Por mais pessimistas que os empreendedores tentem ser com relação aos seus planeamentos de contratações, subestima-se muito o tamanho desse problema: bons programadores custam caro, são difíceis de encontrar e mais difíceis ainda de reter — a menos que consiga criar uma cultura de fidelização muito forte na sua equipa. Simplesmente por um motivo bastante conhecido: a mão de obra de tecnologia é a mais escassa do mercado.
Apenas para se ter uma ideia do tamanho desse gap, imagine que hoje existam cerca de 845 mil empregos no setor de Tecnologia da Informação, segundo a ABRAT TI, e que a procura anual projetada de novas vagas até 2024 seja de 70 mil. Acontece que, anualmente, se formam apenas 46 mil profissionais no país, representando um déficit de 34 mil vagas por ano, o que até o fim de 2024 significará mais de 100.000 posições que deixarão de ser preenchidas.
Olhando para esse enorme desafio, dezenas de empresas têm surgido com o objetivo de amenizar esse problema. O que mais se vê no mercado são consultorias de recrutamento e seleção especializadas em TI com um discurso semelhante: o de atrair os melhores programadores (ou “devs”) do mercado.
A intenção é ótima, mas não resolve o cerne do problema: por mais que essas consultorias ajudem empresas a encontrarem esses profissionais, a oferta de mão de obra permanece inalterada. Na prática, isso significa que, provavelmente, a mesma consultoria que te trouxe um programador hoje, será a mesma que irá recrutar alguém da equipa amanhã.
Logo, para resolver esse problema em definitivo, só existem dois caminhos: encontramos uma forma de acelerar a formação e entrada de programadores no mercado; ou encontramos uma forma de reduzir a procura por esse tipo de profissional. Só assim conseguiremos encontrar um ponto de equilíbrio mais interessante para o nosso ecossistema.
Partindo do princípio de que um curso superior dura, em média, 4 anos, e que, por isso, acelerar a formação desses profissionais pode não ser tão factível, parece-me sensato propor que a redução da dependência de profissionais de TI seja um caminho com mais chances de sucesso para reduzir o déficit de programadores no mercado.
Nesse sentido, existe um movimento crescente no mercado chamado “no code”. Consiste em plataformas de abstração com uma interface amigável, permitindo que profissionais de negócios, sejam capazes de criar as suas próprias aplicações, sem escrever uma linha de código sequer.

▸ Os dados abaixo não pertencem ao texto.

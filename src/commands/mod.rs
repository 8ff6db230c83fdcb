//! The concrete command set.
//!
//! These are thin variants over the dispatcher contract and the token trait
//! seam; the shared logic lives in [`crate::repl`], [`crate::codec`], and
//! [`crate::template`]. Registration order here fixes the help-listing
//! order.

use crate::error::{ConsoleError, ConsoleResult};
use crate::repl::command::{CommandTree, ROOT};

pub mod close;
pub mod hash;
pub mod module;
pub mod object;
pub mod slot;
pub mod version;

/// Builds the full command tree rooted at the console itself
pub fn build_tree() -> CommandTree {
    let mut tree = CommandTree::new(
        "p11console",
        "An interactive console for working with PKCS#11 tokens and sessions",
    );
    tree.add(
        ROOT,
        "version",
        "Prints the console version",
        Box::new(version::Version),
    );
    tree.add(
        ROOT,
        "close",
        "Closes the session and module and leaves the console",
        Box::new(close::Close),
    );
    let module = tree.add_group(ROOT, "module", "Module loading and information");
    tree.add(
        module,
        "load",
        "Loads a PKCS#11 module",
        Box::new(module::Load),
    );
    tree.add(
        module,
        "info",
        "Prints information about the loaded module",
        Box::new(module::Info),
    );
    let slot = tree.add_group(ROOT, "slot", "Slot enumeration and sessions");
    tree.add(slot, "list", "Lists the module's slots", Box::new(slot::List));
    tree.add(
        slot,
        "info",
        "Prints information about one slot",
        Box::new(slot::Info),
    );
    tree.add(
        slot,
        "open",
        "Opens a session against a slot",
        Box::new(slot::Open),
    );
    let object = tree.add_group(ROOT, "object", "Token object inspection");
    tree.add(
        object,
        "list",
        "Lists objects visible in the open session",
        Box::new(object::List),
    );
    tree.add(
        object,
        "info",
        "Prints information about one object",
        Box::new(object::Info),
    );
    tree.add(
        object,
        "delete",
        "Destroys an object",
        Box::new(object::Delete),
    );
    tree.add(
        ROOT,
        "hash",
        "Computes a digest through the open session",
        Box::new(hash::Hash),
    );
    tree
}

/// Returns the value following `name`, if present
pub(crate) fn opt_value<'a>(args: &'a [String], name: &str) -> Option<&'a str> {
    args.iter()
        .position(|arg| arg == name)
        .and_then(|index| args.get(index + 1))
        .map(String::as_str)
}

/// Returns the value following `name` or an execution error naming the
/// missing option
pub(crate) fn require_value<'a>(args: &'a [String], name: &str) -> ConsoleResult<&'a str> {
    opt_value(args, name)
        .ok_or_else(|| ConsoleError::Execution(format!("missing required option {}", name)))
}

#[cfg(test)]
mod tests {
    use super::*;

    fn args(line: &str) -> Vec<String> {
        line.split_whitespace().map(str::to_string).collect()
    }

    #[test]
    fn test_opt_value() {
        let input = args("--slot 0 --pin 1234");
        assert_eq!(opt_value(&input, "--slot"), Some("0"));
        assert_eq!(opt_value(&input, "--pin"), Some("1234"));
        assert_eq!(opt_value(&input, "--label"), None);
    }

    #[test]
    fn test_require_value_names_missing_option() {
        let input = args("--slot 0");
        let err = require_value(&input, "--id").unwrap_err();
        assert!(err.to_string().contains("--id"));
    }

    #[test]
    fn test_tree_registration_order() {
        let tree = build_tree();
        let input = args("slot open");
        let (id, rest) = tree.resolve(&input);
        assert_eq!(tree.name(id), "open");
        assert!(rest.is_empty());
    }
}
use async_trait::async_trait;

use crate::error::ConsoleResult;
use crate::repl::command::{CommandAction, Context, Outcome};

/// Prints the crate name and version
pub struct Version;

#[async_trait]
impl CommandAction for Version {
    async fn run(&self, _ctx: &mut Context, _args: &[String]) -> ConsoleResult<Outcome> {
        println!("{} {}", env!("CARGO_PKG_NAME"), env!("CARGO_PKG_VERSION"));
        Ok(Outcome::Continue)
    }
}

Qualquer pessoa com conhecimentos básicos de Excel pode fazê-lo.
Dentro do mundo “no code”, existem diversos tipos de aplicações, verticalizadas para fins específicos. Para citar algumas, temos a Sharetribe (específica para a criação de Marketplaces como o iFood, Mercado Livre ou Rappi), o Webflow (para criar sites e CMS), o Zapier (para criar fluxos de automações entre apps) e o Adalo (para criar aplicações para Android e iOS).
Para se ter noção da facilidade que é navegar nessas aplicações, é possível criar um diretório como o Tripadvisor usando o Adalo em poucas horas. E detalhe: como geralmente se tratam de aplicativos tipo SAAS, ainda acaba por conseguir fazer isso pagando muito pouco (algo como a partir de $50 por mês).
Segundo a Gartner, num horizonte de 3 a 5 anos 65% do desenvolvimento de software nas empresas será feito através de ferramentas no code (ou em alguns casos “low code”, que exigem apenas um pouco de esforço de programação).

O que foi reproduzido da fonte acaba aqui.